Isto foi em fevereiro de 1981. Precisamente 21 anos mais tarde, o enfant terrible retorna à capital da Baviera com mais uma obra do gênio musical de Bayreuth. Agora trata-se da monumental tetralogia O anel do Nibelungo. Desta vez Wernicke está "acobertado" pelo superintendente da Staatsoper, Peter Jonas, e pelo diretor musical Zubin Mehta.

A nata do canto wagneriano

A tetralogia representa um enorme desafio para qualquer casa de ópera, tanto do ponto de vista artístico como material e logístico. Esta é a segunda vez que Wernicke a coloca em cena: a versão de 1991 pôde ser vista em Bruxelas e Frankfurt, angariando elogios da crítica por sua qualidade anticonvencional.

O ouro do Reno, prólogo do épico, sobe novamente ao palco de Munique em 24 de fevereiro. Segue-se A Valquíria, durante o festival de ópera de 2002, e no segundo semestre virão Siegfried e O crepúsculo dos deuses. A primeira apresentação integral do ciclo está programada para maio de 2003.

Como de costume, Wernicke desenha ele próprio os cenários e figurinos desta produção. O elenco de superstars a sua disposição não deve nada aos maiores momentos de Bayreuth: John Tomlinson (Wotan), Marjana Lipovsek (Fricka), Philip Langridge (Loge) e Helmut Pampuch (Mime). Enfim: a nata dos intérpretes wagnerianos da atualidade.

Passado carregado

Não são apenas os precedentes do diretor que dão a esta montagem um potencial perturbador. A própria relação entre Richard Wagner (1813–1883), a tetralogia e Munique foi ambivalente e carregada de tensão. Afinal, as estréias de O ouro do Reno e A Valquíria naquela cidade, em 1869 e 1870, ocorreram por ordem do rei Ludwig II, mas contra os expressos desejos do compositor.

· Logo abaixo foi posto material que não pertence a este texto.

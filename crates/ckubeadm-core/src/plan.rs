//! Bootstrap plans
//!
//! Derives the artifacts a bootstrap step produces (certificates,
//! kubeconfig files, static pod manifests) from a configuration, and the
//! ordered steps of `init`, `join` and `reset`.

use std::{fmt, path::PathBuf};

use strum::{EnumIter, IntoEnumIterator, IntoStaticStr};

use crate::{
    config::{MasterConfiguration, NodeConfiguration},
    constants::{
        ADMIN_KUBECONFIG, CONTROLLER_MANAGER_KUBECONFIG, ETCD, ETCD_DATA_DIR, KUBELET_DIR,
        KUBELET_KUBECONFIG, KUBERNETES_DIR, KUBE_APISERVER, KUBE_CONTROLLER_MANAGER,
        KUBE_SCHEDULER, MANIFESTS_SUBDIR, MASTER_LABEL, SCHEDULER_KUBECONFIG,
    },
    token::{BootstrapToken, TokenTtl},
};

/// Certificate/key pairs in the certificates directory.
#[derive(Debug, Clone, Copy, PartialEq, Eq, EnumIter, IntoStaticStr)]
pub enum Certificate {
    #[strum(serialize = "ca")]
    Ca,
    #[strum(serialize = "apiserver")]
    ApiServer,
    #[strum(serialize = "apiserver-kubelet-client")]
    ApiServerKubeletClient,
    #[strum(serialize = "sa")]
    ServiceAccount,
    #[strum(serialize = "front-proxy-ca")]
    FrontProxyCa,
    #[strum(serialize = "front-proxy-client")]
    FrontProxyClient,
}

impl Certificate {
    pub fn name(self) -> &'static str {
        self.into()
    }

    pub const fn description(self) -> &'static str {
        match self {
            Self::Ca => "Self-signed certificate authority for the cluster",
            Self::ApiServer => "API server serving certificate",
            Self::ApiServerKubeletClient => "Client certificate the API server uses for kubelets",
            Self::ServiceAccount => "Key pair used to sign service account tokens",
            Self::FrontProxyCa => "Certificate authority for the front proxy",
            Self::FrontProxyClient => "Client certificate for the front proxy",
        }
    }

    /// Files written for this certificate under `cert_dir`.
    pub fn files(self, cert_dir: &str) -> Vec<PathBuf> {
        let base = PathBuf::from(cert_dir);
        let name = self.name();
        match self {
            Self::ServiceAccount => vec![base.join("sa.key"), base.join("sa.pub")],
            _ => vec![
                base.join(format!("{name}.crt")),
                base.join(format!("{name}.key")),
            ],
        }
    }
}

/// Kubeconfig files under the Kubernetes directory.
#[derive(Debug, Clone, Copy, PartialEq, Eq, EnumIter, IntoStaticStr)]
pub enum Kubeconfig {
    #[strum(serialize = "admin")]
    Admin,
    #[strum(serialize = "kubelet")]
    Kubelet,
    #[strum(serialize = "controller-manager")]
    ControllerManager,
    #[strum(serialize = "scheduler")]
    Scheduler,
}

impl Kubeconfig {
    pub fn name(self) -> &'static str {
        self.into()
    }

    pub const fn description(self) -> &'static str {
        match self {
            Self::Admin => "Kubeconfig for the cluster administrator",
            Self::Kubelet => "Kubeconfig for the kubelet on the master",
            Self::ControllerManager => "Kubeconfig for the controller manager",
            Self::Scheduler => "Kubeconfig for the scheduler",
        }
    }

    pub fn path(self) -> PathBuf {
        let file = match self {
            Self::Admin => ADMIN_KUBECONFIG,
            Self::Kubelet => KUBELET_KUBECONFIG,
            Self::ControllerManager => CONTROLLER_MANAGER_KUBECONFIG,
            Self::Scheduler => SCHEDULER_KUBECONFIG,
        };
        PathBuf::from(KUBERNETES_DIR).join(file)
    }
}

/// Control plane components deployed as static pods.
#[derive(Debug, Clone, Copy, PartialEq, Eq, EnumIter, IntoStaticStr)]
pub enum ControlPlaneComponent {
    #[strum(serialize = "apiserver")]
    ApiServer,
    #[strum(serialize = "controller-manager")]
    ControllerManager,
    #[strum(serialize = "scheduler")]
    Scheduler,
}

impl ControlPlaneComponent {
    pub fn name(self) -> &'static str {
        self.into()
    }

    pub const fn pod_name(self) -> &'static str {
        match self {
            Self::ApiServer => KUBE_APISERVER,
            Self::ControllerManager => KUBE_CONTROLLER_MANAGER,
            Self::Scheduler => KUBE_SCHEDULER,
        }
    }

    pub fn manifest_path(self) -> PathBuf {
        manifest_path(self.pod_name())
    }
}

/// Cluster add-ons installed after the control plane is up.
#[derive(Debug, Clone, Copy, PartialEq, Eq, EnumIter, IntoStaticStr)]
pub enum Addon {
    #[strum(serialize = "kube-dns")]
    KubeDns,
    #[strum(serialize = "kube-proxy")]
    KubeProxy,
}

impl Addon {
    pub fn name(self) -> &'static str {
        self.into()
    }
}

pub fn manifest_path(pod_name: &str) -> PathBuf {
    PathBuf::from(KUBERNETES_DIR)
        .join(MANIFESTS_SUBDIR)
        .join(format!("{pod_name}.yaml"))
}

pub fn etcd_manifest_path() -> PathBuf {
    manifest_path(ETCD)
}

/// One line of a plan, rendered as `[phase] detail`.
#[derive(Debug, Clone, PartialEq, Eq)]
pub struct PlanStep {
    pub phase: &'static str,
    pub detail: String,
}

impl PlanStep {
    pub fn new(phase: &'static str, detail: impl Into<String>) -> Self {
        Self {
            phase,
            detail: detail.into(),
        }
    }
}

impl fmt::Display for PlanStep {
    fn fmt(&self, f: &mut fmt::Formatter<'_>) -> fmt::Result {
        write!(f, "[{}] {}", self.phase, self.detail)
    }
}

fn join_paths(paths: &[PathBuf]) -> String {
    paths
        .iter()
        .map(|p| p.display().to_string())
        .collect::<Vec<_>>()
        .join(", ")
}

pub fn preflight_step(skip: bool) -> PlanStep {
    if skip {
        PlanStep::new("preflight", "skipping pre-flight checks")
    } else {
        PlanStep::new("preflight", "run pre-flight checks")
    }
}

pub fn certificate_step(certificate: Certificate, config: &MasterConfiguration) -> PlanStep {
    PlanStep::new(
        "certificates",
        format!(
            "{}: {}",
            certificate.name(),
            join_paths(&certificate.files(&config.certificates_dir))
        ),
    )
}

pub fn kubeconfig_step(kubeconfig: Kubeconfig) -> PlanStep {
    PlanStep::new(
        "kubeconfig",
        format!("{}: {}", kubeconfig.name(), kubeconfig.path().display()),
    )
}

pub fn controlplane_step(component: ControlPlaneComponent, config: &MasterConfiguration) -> PlanStep {
    PlanStep::new(
        "controlplane",
        format!(
            "{} {}: {}",
            component.pod_name(),
            config.kubernetes_version,
            component.manifest_path().display()
        ),
    )
}

pub fn etcd_step() -> PlanStep {
    PlanStep::new(
        "etcd",
        format!(
            "local etcd: {} (data in {ETCD_DATA_DIR})",
            etcd_manifest_path().display()
        ),
    )
}

pub fn markmaster_step(config: &MasterConfiguration) -> PlanStep {
    let node = config.node_name.as_deref().unwrap_or("<hostname>");
    PlanStep::new(
        "markmaster",
        format!("label node {node} with {MASTER_LABEL}=\"\" and taint it NoSchedule"),
    )
}

pub fn bootstrap_token_step(token: &BootstrapToken, ttl: TokenTtl) -> PlanStep {
    let expiry = if ttl.never_expires() {
        "never expires".to_string()
    } else {
        format!("expires after {ttl}")
    };
    PlanStep::new("bootstraptoken", format!("token {token} ({expiry})"))
}

pub fn addon_step(addon: Addon, config: &MasterConfiguration) -> PlanStep {
    let detail = match addon {
        Addon::KubeDns => format!("kube-dns serving {}", config.networking.dns_domain),
        Addon::KubeProxy => match &config.networking.pod_subnet {
            Some(cidr) => format!("kube-proxy with cluster CIDR {cidr}"),
            None => "kube-proxy".to_string(),
        },
    };
    PlanStep::new("addons", detail)
}

/// Every step `init` runs, in order.
pub fn master_plan(
    config: &MasterConfiguration,
    token: &BootstrapToken,
    ttl: TokenTtl,
    skip_preflight: bool,
) -> Vec<PlanStep> {
    std::iter::once(preflight_step(skip_preflight))
        .chain(Certificate::iter().map(|c| certificate_step(c, config)))
        .chain(Kubeconfig::iter().map(kubeconfig_step))
        .chain(ControlPlaneComponent::iter().map(|c| controlplane_step(c, config)))
        .chain([
            etcd_step(),
            markmaster_step(config),
            bootstrap_token_step(token, ttl),
        ])
        .chain(Addon::iter().map(|a| addon_step(a, config)))
        .collect()
}

/// Every step `join` runs, in order.
pub fn node_plan(config: &NodeConfiguration, skip_preflight: bool) -> Vec<PlanStep> {
    let discovery = match (&config.discovery_file, &config.discovery_token) {
        (Some(file), _) => PlanStep::new("discovery", format!("read cluster-info from {file}")),
        (None, token) => {
            let token_id = token
                .as_deref()
                .and_then(|t| t.split_once('.'))
                .map_or("<none>", |(id, _)| id);
            PlanStep::new(
                "discovery",
                format!(
                    "fetch cluster-info from {} using token id {token_id}",
                    config.discovery_token_api_servers.join(", ")
                ),
            )
        }
    };
    let pinning = if config.discovery_token_unsafe_skip_ca_verification {
        PlanStep::new("discovery", "skip CA public key pinning (unsafe)")
    } else {
        PlanStep::new(
            "discovery",
            format!(
                "verify the cluster CA against {} pinned public key hash(es)",
                config.discovery_token_ca_cert_hashes.len()
            ),
        )
    };
    let bootstrap = PlanStep::new(
        "bootstrap",
        format!(
            "request a kubelet client certificate and write {}",
            Kubeconfig::Kubelet.path().display()
        ),
    );
    let steps = vec![preflight_step(skip_preflight), discovery];
    let steps = if config.discovery_file.is_some() {
        steps
    } else {
        steps.into_iter().chain(std::iter::once(pinning)).collect()
    };
    steps.into_iter().chain(std::iter::once(bootstrap)).collect()
}

/// Checks run before bringing up a master.
pub fn master_preflight_checks(config: &MasterConfiguration) -> Vec<PlanStep> {
    let port = |port: u16| PlanStep::new("preflight", format!("port {port} is free"));
    let empty_dir = |dir: PathBuf| {
        PlanStep::new("preflight", format!("{} is absent or empty", dir.display()))
    };
    std::iter::once(PlanStep::new("preflight", "running as root"))
        .chain([config.api.bind_port, 10250, 10251, 10252, 2379].map(port))
        .chain(ControlPlaneComponent::iter().map(|c| {
            PlanStep::new(
                "preflight",
                format!("{} does not exist", c.manifest_path().display()),
            )
        }))
        .chain([
            empty_dir(PathBuf::from(ETCD_DATA_DIR)),
            empty_dir(PathBuf::from(&config.certificates_dir)),
        ])
        .collect()
}

/// Checks run before joining a node.
pub fn node_preflight_checks(config: &NodeConfiguration) -> Vec<PlanStep> {
    [
        PlanStep::new("preflight", "running as root"),
        PlanStep::new("preflight", "port 10250 is free"),
        PlanStep::new(
            "preflight",
            format!(
                "{} is absent or empty",
                PathBuf::from(KUBERNETES_DIR).join(MANIFESTS_SUBDIR).display()
            ),
        ),
        PlanStep::new(
            "preflight",
            format!("{} does not exist", Kubeconfig::Kubelet.path().display()),
        ),
        PlanStep::new("preflight", format!("{} does not exist", config.ca_cert_path)),
    ]
    .into()
}

/// Paths `reset` removes.
pub fn reset_paths(cert_dir: &str) -> Vec<PathBuf> {
    [
        PathBuf::from(KUBERNETES_DIR).join(MANIFESTS_SUBDIR),
        PathBuf::from(KUBELET_DIR),
        PathBuf::from(ETCD_DATA_DIR),
        PathBuf::from(cert_dir),
    ]
    .into_iter()
    .chain(Kubeconfig::iter().map(Kubeconfig::path))
    .collect()
}
//! Configuration schema, defaults and loading
//!
//! # Resolution
//!
//! Commands resolve their configuration in this order:
//! 1. Built-in defaults (also published through the [`DefaultsRegistry`])
//! 2. Either a `--config` file or the command-line flags, never both
//! 3. Validation
//!
//! # Example Config
//!
//! ```yaml
//! apiVersion: kubeadm.k8s.io/v1alpha1
//! kind: MasterConfiguration
//! api:
//!   advertiseAddress: 10.0.0.10
//!   bindPort: 6443
//! networking:
//!   podSubnet: 10.244.0.0/16
//! kubernetesVersion: v1.9.2
//! ```
//!
//! # Module Structure
//!
//! - `types`: Configuration structure definitions
//! - `defaults`: Default value implementations
//! - `registry`: Process-wide flattened defaults
//! - `load`: Parsing documents and files
//! - `validate`: Field validation

mod defaults;
mod load;
mod registry;
mod types;
mod validate;

pub use load::{document_kind, load_config_file, parse_document, to_yaml, ConfigDocument};
pub use registry::{ensure_defaults_registered, registration_count, DefaultsRegistry};
pub use types::{ApiEndpoint, ConfigKind, MasterConfiguration, Networking, NodeConfiguration};
pub use validate::{validate_ca_cert_hash, validate_cidr};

Este estipulara que O anel do Nibelungo só deveria chegar à ribalta na íntegra e num teatro especialmente construído para este fim. Wagner ressentiu tanto a prepotência de seu real admirador e mecenas, que ignorou acintosamente ambas estréias. Para completar, o fato de o Teatro do Festival Wagner acabar sendo erguido na cidadezinha de Bayreuth, na Francônia, representou uma forte ofensa para a capital.

A tetralogia em si não é menos controvertida. Wagner dá um tratamento tão complexo quanto pessoal à temática mitológica, e não é mero acaso a obra haver encontrado em Adolf Hitler um de seus admiradores mais fanáticos. Cerca de 50 anos após a morte do compositor, a obra foi incorporada pelos nazistas e empregada em nome da propaganda anti-semita e dos delírios de dominação do mundo.

Um "jovem selvagem" se acomoda?

Assim, a nova encenação de Wernicke nasce sob o signo da polêmica e da discórdia. Mais um detalhe: para o apoio teórico, ele recorreu precisamente à bisneta rebelde do compositor, Nike Wagner, que mais de uma vez afrontou o clã de Bayreuth. Mesmo assim, é pouco provável que Munique volte a viver um escândalo como o de 1981.

Por um lado, o público desenvolveu uma atitude tão tolerante frente às excentricidades dos diretores, que estas acabaram por tornar-se inofensivas. Por outro lado, passada a fase da provocação, 20 anos mais tarde, o ex- enfant terrible está bem mais comportado.

Longe do rótulo de maldito, Wernicke é agora um diretor estabelecido, bem-vindo nos grandes teatros do mundo. Certos críticos até lamentam que suas "garras de intérprete intelectual" hajam sido aparadas. Será que o agitador virou mesmo um "integrado"? Para conferir, só dando um pulo a Munique.